Implementation:Google deepmind Dm control Suite Wrappers
| Metadata | Value |
|---|---|
| Implementation | Suite Wrappers |
| Domain | Reinforcement_Learning, Software_Engineering |
| Source | dm_control |
| Workflow | Control_Suite_RL_Training |
| Last Updated | 2026-02-15 00:00 GMT |
Overview
Concrete tool for augmenting dm_control environments using four provided wrapper classes: ActionNoise, ActionScale, Pixels, and MujocoProfiler.
Description
The dm_control.suite.wrappers package ships four environment wrappers, each implementing dm_env.Environment:
ActionNoise (action_noise.Wrapper) -- Adds zero-mean Gaussian noise to every action before forwarding it to the inner environment. The standard deviation is expressed as a fraction (scale) of each action dimension's range. The noisy action is clipped to the action spec bounds. Requires all action bounds to be finite.

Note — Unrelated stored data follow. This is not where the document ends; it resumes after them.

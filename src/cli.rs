use clap::Parser;
use std::path::PathBuf;

#[derive(Parser, Debug)]
#[command(author, version, about = "Watches product pages and mails a daily price and stock report")]
pub struct Cli {
    /// Directory holding default.toml, <RUN_MODE>.toml and local.toml
    #[arg(short, long, default_value = "config")]
    pub config_dir: PathBuf,

    /// Run a single check immediately and exit
    #[arg(long)]
    pub once: bool,
}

ActionScale (action_scale.Wrapper) -- Linearly remaps actions from a user-specified [minimum, maximum] range to the inner environment's native action range. This is useful for normalising agent outputs (e.g. [-1, 1]) to arbitrary actuator bounds. Returns a modified action_spec reflecting the new bounds.

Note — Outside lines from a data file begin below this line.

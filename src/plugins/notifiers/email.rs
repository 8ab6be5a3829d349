use crate::config::SmtpConfig;
use crate::models::Report;
use crate::plugins::traits::NotifierPlugin;
use crate::utils::error::{AppError, Result};
use async_trait::async_trait;
use lettre::message::{header, Mailbox};
use lettre::transport::smtp::authentication::Credentials;
use lettre::{AsyncSmtpTransport, AsyncTransport, Message, Tokio1Executor};
use std::time::Duration;

const CHANNEL: &str = "email";

/// Port that speaks TLS from the first byte; every other port upgrades with STARTTLS.
const IMPLICIT_TLS_PORT: u16 = 465;

pub struct EmailNotifier {
    mailer: AsyncSmtpTransport<Tokio1Executor>,
    from: Mailbox,
    to: Mailbox,
}

impl EmailNotifier {
    pub fn new(config: &SmtpConfig, timeout: Duration) -> Result<Self> {
        let username = required(&config.username, "username")?;
        let password = required(&config.password, "password")?;
        let from_address = required(&config.from_address, "from_address")?;
        let to_address = required(&config.to_address, "to_address")?;

        let from: Mailbox = format!("{} <{}>", config.from_name, from_address)
            .parse()
            .map_err(|e| AppError::notify(CHANNEL, format!("Invalid from address: {}", e)))?;
        let to: Mailbox = to_address
            .parse()
            .map_err(|e| AppError::notify(CHANNEL, format!("Invalid to address: {}", e)))?;

        let credentials = Credentials::new(username.to_string(), password.to_string());

        let builder = if !config.use_tls {
            AsyncSmtpTransport::<Tokio1Executor>::builder_dangerous(&config.host)
        } else if config.port == IMPLICIT_TLS_PORT {
            AsyncSmtpTransport::<Tokio1Executor>::relay(&config.host)
                .map_err(|e| AppError::notify(CHANNEL, e))?
        } else {
            AsyncSmtpTransport::<Tokio1Executor>::starttls_relay(&config.host)
                .map_err(|e| AppError::notify(CHANNEL, e))?
        };

        let mailer = builder
            .port(config.port)
            .credentials(credentials)
            .timeout(Some(timeout))
            .build();

        Ok(Self { mailer, from, to })
    }

    fn build_message(&self, report: &Report) -> Result<Message> {
        Message::builder()
            .from(self.from.clone())
            .to(self.to.clone())
            .subject(report.subject.clone())
            .header(header::ContentType::TEXT_PLAIN)
            .body(report.body.clone())
            .map_err(|e| AppError::notify(CHANNEL, e))
    }
}

fn required<'a>(value: &'a Option<String>, name: &str) -> Result<&'a str> {
    value
        .as_deref()
        .filter(|v| !v.trim().is_empty())
        .ok_or_else(|| AppError::notify(CHANNEL, format!("Missing {}", name)))
}

#[async_trait]
impl NotifierPlugin for EmailNotifier {
    fn name(&self) -> &str {
        "Email Notifier"
    }

    fn plugin_type(&self) -> &str {
        CHANNEL
    }

    async fn send(&self, report: &Report) -> Result<()> {
        let message = self.build_message(report)?;

        self.mailer
            .send(message)
            .await
            .map_err(|e| AppError::notify(CHANNEL, e))?;

        tracing::debug!("Email delivered to {}", self.to);
        Ok(())
    }
}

Pixels (pixels.Wrapper) -- Adds a rendered pixel observation to each time-step. When pixels_only=True (default), the original state observations are discarded. When pixels_only=False, both state and pixel observations are returned. Custom render settings (resolution, camera ID) can be passed via render_kwargs.
MujocoProfiler (mujoco_profiling.Wrapper) -- Appends a profiling observation containing the cumulative step timer duration and call count from MuJoCo's internal profiler. Calls physics.enable_profiling() on construction.
All four wrappers delegate unknown attribute access to the inner environment via __getattr__, preserving transparent access to physics, task, and other environment properties.
Usage
Use these wrappers when:
- You want to test policy robustness to action noise (ActionNoise).
- Your agent outputs actions in a normalised range and you need to map them to actuator bounds (ActionScale).
- You want to train from pixel observations or generate video frames (Pixels).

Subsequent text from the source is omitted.